Hello all
this is my second thread here, I have posted my main situation in newcomers, but here I would like specifics on dealing with my SSM. It has been this way for some time. I just don't desire sex. Last year H left, he is now back and we have a good R but he says "I don't feel desirous of you" and "I love you but I have no passion for you". It hurts to hear this but I realise that there are reasons it's come to that and I believe it can get better.
I have low self esteem. I am working on that and will be starting individul therapy soon to address that. I have not desired sex for years. Even on honeymoon! I have always been the same. For the first 8 months or so of a R I have a high libido, then it just goes and I feel that I can't do it anymore. With H it stayed a bit longer - about 2 years (we have been married almost 3 years, together for 8).

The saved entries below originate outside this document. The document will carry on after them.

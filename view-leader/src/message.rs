use std::time::Duration;

use bincode::Options;
use serde::{Deserialize, Serialize};
use tokio::{
    io::{AsyncRead, AsyncReadExt, AsyncWrite, AsyncWriteExt},
    time::timeout,
};

use crate::error::SessionError;

/// Upper bound on a single frame's payload.
pub const MAX_FRAME_LEN: usize = 1024 * 1024;

pub type RequestId = u64;

/// Little-endian fixed-width integers; a frame must hold exactly one request.
fn wire_options() -> impl Options {
    bincode::DefaultOptions::new()
        .with_fixint_encoding()
        .reject_trailing_bytes()
}

/// A client request as it travels over the wire (bincode encoded).
#[derive(Debug, Clone, Serialize, Deserialize, PartialEq, Eq)]
pub struct Request {
    pub request_id: RequestId,
    pub command: Command,
}

/// Variant order is part of the wire format: bincode encodes the variant
/// index, so new commands must be appended.
#[derive(Debug, Clone, Serialize, Deserialize, PartialEq, Eq)]
pub enum Command {
    Heartbeat { identity: String, port: String },
    QueryServers,
    LockGet { name: String, client_id: String },
    LockRelease { name: String, client_id: String },
}

#[derive(Debug, Clone, Copy, Serialize, Deserialize, PartialEq, Eq)]
pub enum Status {
    Ok,
    Forbidden,
    Retry,
    Granted,
}

/// The view leader's reply (JSON encoded).
#[derive(Debug, Clone, Serialize, Deserialize, PartialEq, Eq)]
#[serde(tag = "type", rename_all_fields = "camelCase")]
pub enum Response {
    Executed {
        request_id: RequestId,
        status: Status,
    },
    QueryServersResponse {
        request_id: RequestId,
        epoch: u64,
        servers: Vec<String>,
    },
}

impl Request {
    pub fn new(request_id: RequestId, command: Command) -> Self {
        Self {
            request_id,
            command,
        }
    }

    pub fn encode(&self) -> bincode::Result<Vec<u8>> {
        wire_options().serialize(self)
    }

    pub fn decode(bytes: &[u8]) -> bincode::Result<Self> {
        wire_options().deserialize(bytes)
    }
}

impl Response {
    pub fn executed(request_id: RequestId, status: Status) -> Self {
        Self::Executed { request_id, status }
    }

    pub fn request_id(&self) -> RequestId {
        match self {
            Response::Executed { request_id, .. }
            | Response::QueryServersResponse { request_id, .. } => *request_id,
        }
    }

    pub fn encode(&self) -> serde_json::Result<Vec<u8>> {
        serde_json::to_vec(self)
    }

    pub fn decode(bytes: &[u8]) -> serde_json::Result<Self> {
        serde_json::from_slice(bytes)
    }
}

/// Reads one length-prefixed frame, giving up after `limit`.
///
/// Frames are a 4-byte big-endian length followed by exactly that many
/// payload bytes. Oversized prefixes are rejected before allocating.
pub async fn read_frame<R>(reader: &mut R, limit: Duration) -> Result<Vec<u8>, SessionError>
where
    R: AsyncRead + Unpin,
{
    timeout(limit, read_length_prefixed(reader))
        .await
        .map_err(|_| SessionError::ReceiveTimeout(limit))?
}

async fn read_length_prefixed<R>(reader: &mut R) -> Result<Vec<u8>, SessionError>
where
    R: AsyncRead + Unpin,
{
    let len = reader.read_u32().await? as usize;
    if len > MAX_FRAME_LEN {
        return Err(SessionError::FrameTooLarge {
            len,
            max: MAX_FRAME_LEN,
        });
    }

    let mut payload = vec![0u8; len];
    reader.read_exact(&mut payload).await?;
    Ok(payload)
}

/// Writes `payload` as one length-prefixed frame, giving up after `limit`.
pub async fn write_frame<W>(
    writer: &mut W,
    payload: &[u8],
    limit: Duration,
) -> Result<(), SessionError>
where
    W: AsyncWrite + Unpin,
{
    if payload.len() > MAX_FRAME_LEN {
        return Err(SessionError::FrameTooLarge {
            len: payload.len(),
            max: MAX_FRAME_LEN,
        });
    }

    let write = async {
        writer.write_u32(payload.len() as u32).await?;
        writer.write_all(payload).await?;
        writer.flush().await
    };
    timeout(limit, write)
        .await
        .map_err(|_| SessionError::SendTimeout(limit))??;
    Ok(())
}
use std::{future::Future, net::SocketAddr, sync::Arc};

use anyhow::Result;
use tokio::{
    net::{TcpListener, TcpStream},
    select,
};
use tracing::{debug, info, warn};

use crate::{
    config::{PortRange, ServerConfig},
    error::{BindError, SessionError},
    leader::ViewLeader,
    message::{Request, read_frame, write_frame},
};

/// Binds the first port in `range` that is free on `host`.
pub async fn bind_in_range(host: &str, range: PortRange) -> Result<TcpListener, BindError> {
    if range.is_empty() {
        return Err(BindError::EmptyRange {
            start: range.start,
            end: range.end,
        });
    }

    for port in range.ports() {
        match TcpListener::bind((host, port)).await {
            Ok(listener) => return Ok(listener),
            Err(err) => debug!(port, error = %err, "port unavailable"),
        }
    }

    Err(BindError::NoPortAvailable {
        host: host.to_string(),
        start: range.start,
        end: range.end,
    })
}

pub struct Server {
    listener: TcpListener,
    leader: Arc<ViewLeader>,
    config: ServerConfig,
}

impl Server {
    pub fn new(listener: TcpListener, config: ServerConfig) -> Self {
        Self {
            listener,
            leader: Arc::new(ViewLeader::new(&config)),
            config,
        }
    }

    pub fn leader(&self) -> Arc<ViewLeader> {
        Arc::clone(&self.leader)
    }

    pub fn local_addr(&self) -> std::io::Result<SocketAddr> {
        self.listener.local_addr()
    }

    /// Accepts connections until `shutdown` resolves. Sessions already in
    /// flight are left to finish on their own.
    pub async fn run_until<F>(self, shutdown: F) -> Result<()>
    where
        F: Future<Output = ()> + Send,
    {
        let Server {
            listener,
            leader,
            config,
        } = self;
        let config = Arc::new(config);
        tokio::pin!(shutdown);

        loop {
            select! {
                _ = &mut shutdown => {
                    info!("view leader shutting down");
                    break;
                }
                accept_result = listener.accept() => {
                    handle_accept_result(accept_result, &leader, &config);
                }
            }
        }

        Ok(())
    }

    pub async fn run_until_ctrl_c(self) -> Result<()> {
        self.run_until(async {
            if let Err(err) = tokio::signal::ctrl_c().await {
                warn!(error = ?err, "failed to install ctrl-c handler");
            }
        })
        .await
    }
}

fn handle_accept_result(
    result: std::io::Result<(TcpStream, SocketAddr)>,
    leader: &Arc<ViewLeader>,
    config: &Arc<ServerConfig>,
) {
    match result {
        Ok((stream, peer)) => spawn_session(stream, peer, leader, config),
        Err(err) => warn!(error = ?err, "failed to accept connection"),
    }
}

fn spawn_session(
    stream: TcpStream,
    peer: SocketAddr,
    leader: &Arc<ViewLeader>,
    config: &Arc<ServerConfig>,
) {
    let leader = Arc::clone(leader);
    let config = Arc::clone(config);
    tokio::spawn(async move {
        if let Err(err) = handle_connection(stream, peer, &leader, &config).await {
            warn!(peer = %peer, error = %err, "connection abandoned");
        }
    });
}

/// Serves exactly one request on `stream`. The connection is closed when the
/// stream is dropped, whether or not a response was sent.
async fn handle_connection(
    mut stream: TcpStream,
    peer: SocketAddr,
    leader: &ViewLeader,
    config: &ServerConfig,
) -> Result<(), SessionError> {
    let frame = read_frame(&mut stream, config.receive_timeout).await?;
    let request = Request::decode(&frame).map_err(SessionError::Decode)?;

    let response = leader.process(request, peer).await;

    let payload = response.encode().map_err(SessionError::Encode)?;
    write_frame(&mut stream, &payload, config.send_timeout).await
}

He stopped feeling desire for me last year.
I realise I have been sending him unconcious messages that I don't desire him. I also did tell him about 1-2 years ago that I had a problem with sex and it was nothing to do with him, but stupidly I looked to him to help me with it - I have learnt from that and the new, improved me will look to myself for help.
I suppose I am asking here what steps can take to regain the intimacy? Obviously I need to work on myself, is there anything else? Our MC suggested that we attend psycho sexual therapy - we are going to discuss it over the weekend.
I am very open to suggestions and not easliy offended. I realise sex can be a difficult subject but I realise I need to face this so am prepared for just about anything!
All advice appreciated.


Bomb (ILYBINILWY, don't want to be married)Sept05
Seperated Sept/Oct 05
Oct 06 - H recomitted
July 11 - I am now a WAW.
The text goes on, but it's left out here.